Doch selbst Bush hatte die Rechnung ohne den Wirt gemacht, als er gegenüber der Guerilla Gesprächsbereitschaft signalisierte: Arena (ohnehin eng verflochten mit dem Todesschwadronenflügel der Militärs) hatte wenig Interesse, sich den greifbaren Sieg durch eine Verschiebung der Wahlen nehmen zu lassen. Wohl eher zur Imagepflege schloß sie sich einer Resolution aller 13 Parlamentsparteien an, die Verhandlungen mit der FMLN über ihren Vorschlag forderte.

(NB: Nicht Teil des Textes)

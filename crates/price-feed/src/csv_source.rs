use crate::PriceSource;
use crate::error::FeedError;
use async_trait::async_trait;
use chrono::NaiveDate;
use configuration::DataSettings;
use core_types::{PricePoint, PriceSeries};
use serde::Deserialize;
use std::path::{Path, PathBuf};
use std::time::{Duration, SystemTime};

const SECONDS_PER_HOUR: u64 = 3600;

/// Reads `<directory>/<SYMBOL>_daily.csv` files written by an upstream fetcher.
///
/// Accepted columns: `date` (or `timestamp`), `close`, and optionally `open`,
/// `high`, `low`. Anything else (`volume`, `symbol`, ...) is ignored. Rows
/// whose date or close does not parse are skipped.
#[derive(Debug, Clone)]
pub struct CsvFileSource {
    directory: PathBuf,
    max_age: Option<Duration>,
    allow_stale: bool,
}

impl CsvFileSource {
    pub fn new(directory: impl Into<PathBuf>) -> Self {
        Self {
            directory: directory.into(),
            max_age: None,
            allow_stale: true,
        }
    }

    pub fn from_settings(settings: &DataSettings) -> Self {
        Self {
            directory: settings.directory.clone(),
            max_age: settings
                .max_age_hours
                .map(|h| Duration::from_secs(h * SECONDS_PER_HOUR)),
            allow_stale: settings.allow_stale,
        }
    }

    /// Files older than `max_age` are stale; they are still used only if
    /// `allow_stale` is set.
    pub fn with_staleness(mut self, max_age: Duration, allow_stale: bool) -> Self {
        self.max_age = Some(max_age);
        self.allow_stale = allow_stale;
        self
    }

    pub fn path_for(&self, symbol: &str) -> PathBuf {
        self.directory.join(format!("{}_daily.csv", symbol))
    }

    async fn check_age(&self, symbol: &str, path: &Path) -> Result<(), FeedError> {
        let Some(max_age) = self.max_age else {
            return Ok(());
        };
        let modified = tokio::fs::metadata(path).await?.modified()?;
        let age = SystemTime::now()
            .duration_since(modified)
            .unwrap_or(Duration::ZERO);
        if age <= max_age {
            return Ok(());
        }

        let age_hours = age.as_secs() / SECONDS_PER_HOUR;
        let max_hours = max_age.as_secs() / SECONDS_PER_HOUR;
        if self.allow_stale {
            tracing::warn!(symbol, age_hours, max_hours, "using stale price file");
            Ok(())
        } else {
            Err(FeedError::Stale {
                symbol: symbol.to_string(),
                age_hours,
                max_hours,
            })
        }
    }
}

#[async_trait]
impl PriceSource for CsvFileSource {
    async fn fetch_daily(&self, symbol: &str) -> Result<PriceSeries, FeedError> {
        let path = self.path_for(symbol);
        if !tokio::fs::try_exists(&path).await? {
            return Err(FeedError::NotFound {
                symbol: symbol.to_string(),
                path,
            });
        }
        self.check_age(symbol, &path).await?;

        let bytes = tokio::fs::read(&path).await?;
        let series = parse_daily_csv(symbol, bytes.as_slice())?;
        tracing::info!(symbol, rows = series.len(), path = %path.display(), "loaded price file");
        Ok(series)
    }
}

#[derive(Debug, Deserialize)]
struct RawRow {
    #[serde(alias = "timestamp")]
    date: String,
    close: String,
    #[serde(default)]
    open: Option<String>,
    #[serde(default)]
    high: Option<String>,
    #[serde(default)]
    low: Option<String>,
}

/// Parses a daily price CSV into a date-ascending, de-duplicated series.
pub fn parse_daily_csv<R: std::io::Read>(
    symbol: &str,
    reader: R,
) -> Result<PriceSeries, FeedError> {
    let mut reader = csv::ReaderBuilder::new().trim(csv::Trim::All).from_reader(reader);

    let headers = reader.headers()?.clone();
    for (column, aliases) in [("date", &["date", "timestamp"][..]), ("close", &["close"][..])] {
        if !headers.iter().any(|h| aliases.contains(&h)) {
            return Err(FeedError::MissingColumn {
                symbol: symbol.to_string(),
                column: column.to_string(),
            });
        }
    }

    let mut points = Vec::new();
    let mut skipped = 0usize;
    for row in reader.deserialize::<RawRow>() {
        let row = row?;
        let (Some(date), Some(close)) = (parse_date(&row.date), parse_number(&row.close)) else {
            skipped += 1;
            continue;
        };
        points.push(PricePoint {
            date,
            symbol: symbol.to_string(),
            close,
            open: row.open.as_deref().and_then(parse_number),
            high: row.high.as_deref().and_then(parse_number),
            low: row.low.as_deref().and_then(parse_number),
        });
    }

    // Stable sort, so the first row seen for a date wins.
    points.sort_by_key(|p| p.date);
    let before = points.len();
    points.dedup_by_key(|p| p.date);
    let duplicates = before - points.len();

    if skipped > 0 || duplicates > 0 {
        tracing::warn!(symbol, skipped, duplicates, "dropped unusable price rows");
    }

    Ok(PriceSeries::new(symbol, points)?)
}

/// Accepts `YYYY-MM-DD`, optionally followed by a time component.
fn parse_date(raw: &str) -> Option<NaiveDate> {
    let day = raw.get(..10).unwrap_or(raw);
    NaiveDate::parse_from_str(day, "%Y-%m-%d").ok()
}

fn parse_number(raw: &str) -> Option<f64> {
    raw.parse::<f64>().ok().filter(|v| v.is_finite())
}
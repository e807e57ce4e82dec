use serde::Deserialize;
use std::path::PathBuf;

/// The root configuration structure for the entire application.
#[derive(Debug, Clone, Default, Deserialize)]
#[serde(default)]
pub struct Config {
    pub data: DataSettings,
    pub analytics: AnalyticsSettings,
    pub logging: LoggingSettings,
}

/// Where price files live and how old they may be.
#[derive(Debug, Clone, Deserialize)]
#[serde(default)]
pub struct DataSettings {
    /// Directory holding one `<SYMBOL>_daily.csv` file per ticker.
    pub directory: PathBuf,
    /// Tickers used when the caller does not name any.
    pub default_tickers: Vec<String>,
    /// Use a price file older than `max_age_hours` instead of failing.
    pub allow_stale: bool,
    /// Age after which a price file counts as stale. `None` disables the check.
    pub max_age_hours: Option<u64>,
}

impl Default for DataSettings {
    fn default() -> Self {
        Self {
            directory: PathBuf::from("data_cache"),
            default_tickers: vec!["AAPL".to_string(), "MSFT".to_string()],
            allow_stale: true,
            max_age_hours: None,
        }
    }
}

/// Parameters for the analytics engine.
#[derive(Debug, Clone, Deserialize)]
#[serde(default)]
pub struct AnalyticsSettings {
    /// Rolling volatility window in trading days when none is requested.
    pub volatility_window: usize,
    /// Smallest window a request may ask for.
    pub min_window: usize,
    /// Largest window a request may ask for.
    pub max_window: usize,
    /// Calendar days covered by a volatility request without a date range.
    pub volatility_lookback_days: i64,
    /// Calendar days covered by a candlestick request without a date range.
    pub candle_lookback_days: i64,
    /// Moving-average periods drawn over candlesticks.
    pub ma_periods: Vec<usize>,
}

impl Default for AnalyticsSettings {
    fn default() -> Self {
        Self {
            volatility_window: 30,
            min_window: 2,
            max_window: 252,
            volatility_lookback_days: 365,
            candle_lookback_days: 60,
            ma_periods: vec![20, 50],
        }
    }
}

/// Output layout for log lines.
#[derive(Debug, Clone, Copy, Default, PartialEq, Eq, Deserialize)]
#[cfg_attr(feature = "clap", derive(clap::ValueEnum))]
#[serde(rename_all = "lowercase")]
pub enum LogFormat {
    #[default]
    Full,
    Compact,
}

#[derive(Debug, Clone, Deserialize)]
#[serde(default)]
pub struct LoggingSettings {
    /// Default filter directive, e.g. "info" or "analytics=debug". `RUST_LOG` wins when set.
    pub level: String,
    pub format: LogFormat,
    /// When set, logs are also written to a daily-rolling file in this directory.
    pub directory: Option<PathBuf>,
}

impl Default for LoggingSettings {
    fn default() -> Self {
        Self {
            level: "info".to_string(),
            format: LogFormat::Full,
            directory: None,
        }
    }
}
//! Per-symbol selection and return helpers shared by every transform.

use crate::error::AnalyticsError;
use chrono::{Duration, NaiveDate};
use core_types::{PricePoint, PriceSeries, PriceTable};

/// Resolves the requested symbols against the table, in request order.
///
/// An empty request selects every symbol in the table. Repeated symbols are
/// only returned once.
pub fn select_series<'a, S: AsRef<str>>(
    table: &'a PriceTable,
    symbols: &[S],
) -> Result<Vec<&'a PriceSeries>, AnalyticsError> {
    if symbols.is_empty() {
        return Ok(table.iter().collect());
    }

    let mut selected: Vec<&PriceSeries> = Vec::with_capacity(symbols.len());
    for symbol in symbols {
        let symbol = symbol.as_ref();
        let series = table
            .get(symbol)
            .ok_or_else(|| AnalyticsError::UnknownSymbol(symbol.to_string()))?;
        if !selected.iter().any(|s| s.symbol() == symbol) {
            selected.push(series);
        }
    }
    Ok(selected)
}

/// Ensures `point.close` can be used as a divisor.
pub fn divisor(point: &PricePoint) -> Result<f64, AnalyticsError> {
    if point.close.is_finite() && point.close > 0.0 {
        Ok(point.close)
    } else {
        Err(AnalyticsError::InvalidPrice {
            symbol: point.symbol.clone(),
            date: point.date,
            price: point.close,
        })
    }
}

/// Simple day-over-day return `curr / prev - 1`.
pub fn daily_return(prev: &PricePoint, curr: &PricePoint) -> Result<f64, AnalyticsError> {
    Ok(curr.close / divisor(prev)? - 1.0)
}

/// Trailing range of `lookback_days` calendar days that ends at `today` or at
/// the last available date, whichever is earlier, never starting before `first`.
///
/// A look-back reaching past the calendar's lower limit starts at `first`.
pub fn trailing_range(
    first: NaiveDate,
    last: NaiveDate,
    today: NaiveDate,
    lookback_days: i64,
) -> (NaiveDate, NaiveDate) {
    let end = today.min(last);
    let start = Duration::try_days(lookback_days)
        .and_then(|span| end.checked_sub_signed(span))
        .map_or(first, |start| first.max(start));
    (start, end)
}
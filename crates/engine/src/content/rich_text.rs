#[derive(Debug, Clone, Copy, PartialEq, Eq, Hash)]
pub enum SpanStyle {
    Plain,
    Code,
}

#[derive(Debug, Clone, PartialEq, Eq)]
pub struct TextSpan {
    pub text: String,
    pub style: SpanStyle,
}

/// Splits a dialogue line on backticks. Text between a pair of backticks is
/// a code span; an unmatched trailing backtick opens a code span that runs
/// to the end. Empty spans are dropped.
pub fn parse_rich_text(line: &str) -> Vec<TextSpan> {
    line.split('`')
        .enumerate()
        .filter(|(_, chunk)| !chunk.is_empty())
        .map(|(index, chunk)| TextSpan {
            text: chunk.to_string(),
            style: if index % 2 == 1 {
                SpanStyle::Code
            } else {
                SpanStyle::Plain
            },
        })
        .collect()
}

pub fn plain_text(spans: &[TextSpan]) -> String {
    spans.iter().map(|span| span.text.as_str()).collect()
}
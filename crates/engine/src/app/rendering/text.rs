//! 3x5 bitmap font covering printable ASCII, drawn at an integer scale.

use crate::content::{SpanStyle, TextSpan};

use super::raster::write_pixel_rgba_clipped;

pub(crate) const GLYPH_WIDTH: i32 = 3;
pub(crate) const GLYPH_HEIGHT: i32 = 5;

pub(crate) const fn glyph_advance(scale: i32) -> i32 {
    (GLYPH_WIDTH + 1) * scale
}

pub(crate) const fn line_advance(scale: i32) -> i32 {
    (GLYPH_HEIGHT + 2) * scale
}

type Glyph = [u8; GLYPH_HEIGHT as usize];

const FALLBACK_CHAR: char = '?';

/// Rows are top to bottom; bit 2 is the leftmost column.
const ASCII_GLYPHS: [Glyph; 95] = [
    [0b000, 0b000, 0b000, 0b000, 0b000], // space
    [0b010, 0b010, 0b010, 0b000, 0b010], // !
    [0b101, 0b101, 0b000, 0b000, 0b000], // "
    [0b101, 0b111, 0b101, 0b111, 0b101], // #
    [0b111, 0b110, 0b111, 0b011, 0b111], // $
    [0b101, 0b001, 0b010, 0b100, 0b101], // %
    [0b010, 0b101, 0b010, 0b101, 0b011], // &
    [0b010, 0b010, 0b000, 0b000, 0b000], // '
    [0b001, 0b010, 0b010, 0b010, 0b001], // (
    [0b100, 0b010, 0b010, 0b010, 0b100], // )
    [0b000, 0b101, 0b010, 0b101, 0b000], // *
    [0b000, 0b010, 0b111, 0b010, 0b000], // +
    [0b000, 0b000, 0b000, 0b010, 0b100], // ,
    [0b000, 0b000, 0b111, 0b000, 0b000], // -
    [0b000, 0b000, 0b000, 0b000, 0b010], // .
    [0b001, 0b001, 0b010, 0b100, 0b100], // /
    [0b111, 0b101, 0b101, 0b101, 0b111], // 0
    [0b010, 0b110, 0b010, 0b010, 0b111], // 1
    [0b111, 0b001, 0b111, 0b100, 0b111], // 2
    [0b111, 0b001, 0b111, 0b001, 0b111], // 3
    [0b101, 0b101, 0b111, 0b001, 0b001], // 4
    [0b111, 0b100, 0b111, 0b001, 0b111], // 5
    [0b111, 0b100, 0b111, 0b101, 0b111], // 6
    [0b111, 0b001, 0b010, 0b010, 0b010], // 7
    [0b111, 0b101, 0b111, 0b101, 0b111], // 8
    [0b111, 0b101, 0b111, 0b001, 0b111], // 9
    [0b000, 0b010, 0b000, 0b010, 0b000], // :
    [0b000, 0b010, 0b000, 0b010, 0b100], // ;
    [0b001, 0b010, 0b100, 0b010, 0b001], // <
    [0b000, 0b111, 0b000, 0b111, 0b000], // =
    [0b100, 0b010, 0b001, 0b010, 0b100], // >
    [0b111, 0b001, 0b011, 0b000, 0b010], // ?
    [0b111, 0b101, 0b111, 0b100, 0b111], // @
    [0b010, 0b101, 0b111, 0b101, 0b101], // A
    [0b110, 0b101, 0b110, 0b101, 0b110], // B
    [0b111, 0b100, 0b100, 0b100, 0b111], // C
    [0b110, 0b101, 0b101, 0b101, 0b110], // D
    [0b111, 0b100, 0b110, 0b100, 0b111], // E
    [0b111, 0b100, 0b110, 0b100, 0b100], // F
    [0b111, 0b100, 0b101, 0b101, 0b111], // G
    [0b101, 0b101, 0b111, 0b101, 0b101], // H
    [0b111, 0b010, 0b010, 0b010, 0b111], // I
    [0b111, 0b001, 0b001, 0b101, 0b111], // J
    [0b101, 0b101, 0b110, 0b101, 0b101], // K
    [0b100, 0b100, 0b100, 0b100, 0b111], // L
    [0b101, 0b111, 0b111, 0b101, 0b101], // M
    [0b101, 0b111, 0b111, 0b111, 0b101], // N
    [0b111, 0b101, 0b101, 0b101, 0b111], // O
    [0b110, 0b101, 0b110, 0b100, 0b100], // P
    [0b111, 0b101, 0b101, 0b111, 0b001], // Q
    [0b110, 0b101, 0b110, 0b101, 0b101], // R
    [0b111, 0b100, 0b111, 0b001, 0b111], // S
    [0b111, 0b010, 0b010, 0b010, 0b010], // T
    [0b101, 0b101, 0b101, 0b101, 0b111], // U
    [0b101, 0b101, 0b101, 0b101, 0b010], // V
    [0b101, 0b101, 0b111, 0b111, 0b101], // W
    [0b101, 0b101, 0b010, 0b101, 0b101], // X
    [0b101, 0b101, 0b010, 0b010, 0b010], // Y
    [0b111, 0b001, 0b010, 0b100, 0b111], // Z
    [0b110, 0b100, 0b100, 0b100, 0b110], // [
    [0b100, 0b100, 0b010, 0b001, 0b001], // \
    [0b011, 0b001, 0b001, 0b001, 0b011], // ]
    [0b010, 0b101, 0b000, 0b000, 0b000], // ^
    [0b000, 0b000, 0b000, 0b000, 0b111], // _
    [0b100, 0b010, 0b000, 0b000, 0b000], // `
    [0b000, 0b111, 0b001, 0b111, 0b111], // a
    [0b100, 0b100, 0b110, 0b101, 0b110], // b
    [0b000, 0b111, 0b100, 0b100, 0b111], // c
    [0b001, 0b001, 0b111, 0b101, 0b111], // d
    [0b000, 0b111, 0b110, 0b100, 0b111], // e
    [0b011, 0b100, 0b110, 0b100, 0b100], // f
    [0b000, 0b111, 0b101, 0b111, 0b001], // g
    [0b100, 0b100, 0b110, 0b101, 0b101], // h
    [0b010, 0b000, 0b010, 0b010, 0b010], // i
    [0b001, 0b000, 0b001, 0b101, 0b010], // j
    [0b100, 0b101, 0b110, 0b101, 0b101], // k
    [0b100, 0b100, 0b100, 0b100, 0b111], // l
    [0b000, 0b110, 0b111, 0b101, 0b101], // m
    [0b000, 0b110, 0b101, 0b101, 0b101], // n
    [0b000, 0b111, 0b101, 0b101, 0b111], // o
    [0b000, 0b110, 0b101, 0b110, 0b100], // p
    [0b000, 0b111, 0b101, 0b111, 0b001], // q
    [0b000, 0b110, 0b101, 0b100, 0b100], // r
    [0b000, 0b111, 0b110, 0b001, 0b111], // s
    [0b010, 0b111, 0b010, 0b010, 0b011], // t
    [0b000, 0b101, 0b101, 0b101, 0b111], // u
    [0b000, 0b101, 0b101, 0b101, 0b010], // v
    [0b000, 0b101, 0b101, 0b111, 0b010], // w
    [0b000, 0b101, 0b010, 0b010, 0b101], // x
    [0b000, 0b101, 0b101, 0b111, 0b001], // y
    [0b000, 0b111, 0b001, 0b010, 0b111], // z
    [0b011, 0b010, 0b110, 0b010, 0b011], // {
    [0b010, 0b010, 0b010, 0b010, 0b010], // |
    [0b110, 0b010, 0b011, 0b010, 0b110], // }
    [0b000, 0b011, 0b110, 0b000, 0b000], // ~
];

fn glyph_for(ch: char) -> Option<Glyph> {
    match ch {
        ' '..='~' => Some(ASCII_GLYPHS[ch as usize - ' ' as usize]),
        _ => None,
    }
}

/// Maps a character to what the font can show. Accented Latin letters lose
/// their accent, typographic quotes become ASCII, invisible modifiers vanish
/// (`None`), and anything else shows as `?`.
pub(crate) fn display_char(ch: char) -> Option<char> {
    if (' '..='~').contains(&ch) {
        return Some(ch);
    }
    let folded = match ch {
        '\u{fe00}'..='\u{fe0f}' | '\u{200b}'..='\u{200d}' | '\u{2060}' => return None,
        '\t' | '\n' | '\r' | '\u{a0}' => ' ',
        'à' | 'á' | 'â' | 'ã' | 'ä' | 'å' => 'a',
        'À' | 'Á' | 'Â' | 'Ã' | 'Ä' | 'Å' => 'A',
        'è' | 'é' | 'ê' | 'ë' => 'e',
        'È' | 'É' | 'Ê' | 'Ë' => 'E',
        'ì' | 'í' | 'î' | 'ï' => 'i',
        'Ì' | 'Í' | 'Î' | 'Ï' => 'I',
        'ò' | 'ó' | 'ô' | 'õ' | 'ö' => 'o',
        'Ò' | 'Ó' | 'Ô' | 'Õ' | 'Ö' => 'O',
        'ù' | 'ú' | 'û' | 'ü' => 'u',
        'Ù' | 'Ú' | 'Û' | 'Ü' => 'U',
        'ç' => 'c',
        'Ç' => 'C',
        'ñ' => 'n',
        'Ñ' => 'N',
        '\u{2018}' | '\u{2019}' | '\u{b4}' => '\'',
        '\u{201c}' | '\u{201d}' | '\u{ab}' | '\u{bb}' => '"',
        '\u{2013}' | '\u{2014}' => '-',
        '\u{2026}' => '.',
        _ => FALLBACK_CHAR,
    };
    Some(folded)
}

/// Number of glyph cells `text` occupies.
pub(crate) fn text_cells(text: &str) -> usize {
    text.chars().filter_map(display_char).count()
}

pub(crate) fn text_width_px(text: &str, scale: i32) -> i32 {
    text_cells(text) as i32 * glyph_advance(scale)
}

#[allow(clippy::too_many_arguments)]
pub(crate) fn draw_text_clipped(
    frame: &mut [u8],
    width: u32,
    height: u32,
    mut x: i32,
    y: i32,
    text: &str,
    scale: i32,
    color: [u8; 4],
) {
    for ch in text.chars().filter_map(display_char) {
        draw_char_clipped(frame, width, height, x, y, ch, scale, color);
        x += glyph_advance(scale);
    }
}

#[allow(clippy::too_many_arguments)]
pub(crate) fn draw_char_clipped(
    frame: &mut [u8],
    width: u32,
    height: u32,
    x: i32,
    y: i32,
    ch: char,
    scale: i32,
    color: [u8; 4],
) {
    if width == 0 || height == 0 || scale <= 0 {
        return;
    }
    let Some(glyph) = display_char(ch).and_then(glyph_for) else {
        return;
    };

    for (row_index, row_bits) in glyph.iter().enumerate() {
        let glyph_y = y + row_index as i32 * scale;
        for col in 0..GLYPH_WIDTH {
            if (row_bits & (1 << (GLYPH_WIDTH - 1 - col))) == 0 {
                continue;
            }
            let glyph_x = x + col * scale;
            for sy in 0..scale {
                for sx in 0..scale {
                    write_pixel_rgba_clipped(
                        frame,
                        width as usize,
                        glyph_x + sx,
                        glyph_y + sy,
                        color,
                    );
                }
            }
        }
    }
}

/// One laid-out line of styled glyph cells.
pub(crate) type StyledLine = Vec<(char, SpanStyle)>;

/// Greedy word wrap of styled spans into lines of at most `max_cells`
/// glyphs. Words longer than a line are split; whitespace at a break is
/// dropped.
pub(crate) fn wrap_spans(spans: &[TextSpan], max_cells: usize) -> Vec<StyledLine> {
    let max_cells = max_cells.max(1);
    let mut words: Vec<StyledLine> = Vec::new();
    let mut current: StyledLine = Vec::new();
    for span in spans {
        for ch in span.text.chars().filter_map(display_char) {
            if ch == ' ' {
                if !current.is_empty() {
                    words.push(std::mem::take(&mut current));
                }
            } else {
                current.push((ch, span.style));
            }
        }
    }
    if !current.is_empty() {
        words.push(current);
    }

    let mut lines: Vec<StyledLine> = Vec::new();
    let mut line: StyledLine = Vec::new();
    for word in words {
        let needed = if line.is_empty() {
            word.len()
        } else {
            line.len() + 1 + word.len()
        };
        if needed <= max_cells {
            if !line.is_empty() {
                let style = word[0].1;
                line.push((' ', style));
            }
            line.extend(word);
            continue;
        }
        if !line.is_empty() {
            lines.push(std::mem::take(&mut line));
        }
        let mut chunks = word.chunks(max_cells).peekable();
        while let Some(chunk) = chunks.next() {
            if chunks.peek().is_some() {
                lines.push(chunk.to_vec());
            } else {
                line = chunk.to_vec();
            }
        }
    }
    if !line.is_empty() {
        lines.push(line);
    }
    lines
}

Das entscheidende Nein kam dann von den Militärs. Präsident Duarte bot zwar noch eine Verschiebung der Wahlen um sechs Wochen an - wohlwissend, daß die FMLN kaum darauf eingehen würde. Denn dazu ist El Salvadors Bevölkerung in ihrer Mehrheit zu sehr eingeschüchtert - alle bisherigen Wahlen sind von der Armee organisiert worden-, als daß sich in so kurzer Zeit Chancengleichheit für die linke „Convergencia“ herstellen ließe. Das zeigt auch die jüngste Wahlumfrage der Jesuitenuniversität (siehe Artikel oben): 54,5 Prozent der Befragten hielten sich bedeckt („weiß noch nicht“) oder weigerten sich, ihre Präferenz preiszugeben.

Nun finden die Wahlen, wie geplant, an diesem Sonntag statt. Die FMLN hat zwar einen „Verkehrsboykott“ verkündet, einige Hochspannungsmasten in die Luft gejagt und damit in der Hauptstadt die Lichter ausgehen lassen; am Mittwoch wagte sie sich wieder einmal mitten in die Hauptstadt und beschoß mit Mörsern und Raketenwerfern den Präsidentenpalast und eine Kaserne.

Doch am Wahltag selbst will sie eine Pause einlegen. Schließlich kann sie nicht ihren eigenen Verbündeten Ungo von der „Convergencia“ boykottieren, der trotz des „Klimas der Angst und Repression“ (siehe Interview) kandidiert. Seine WählerInnen müssen ja auch irgendwie zu den Urnen gelangen.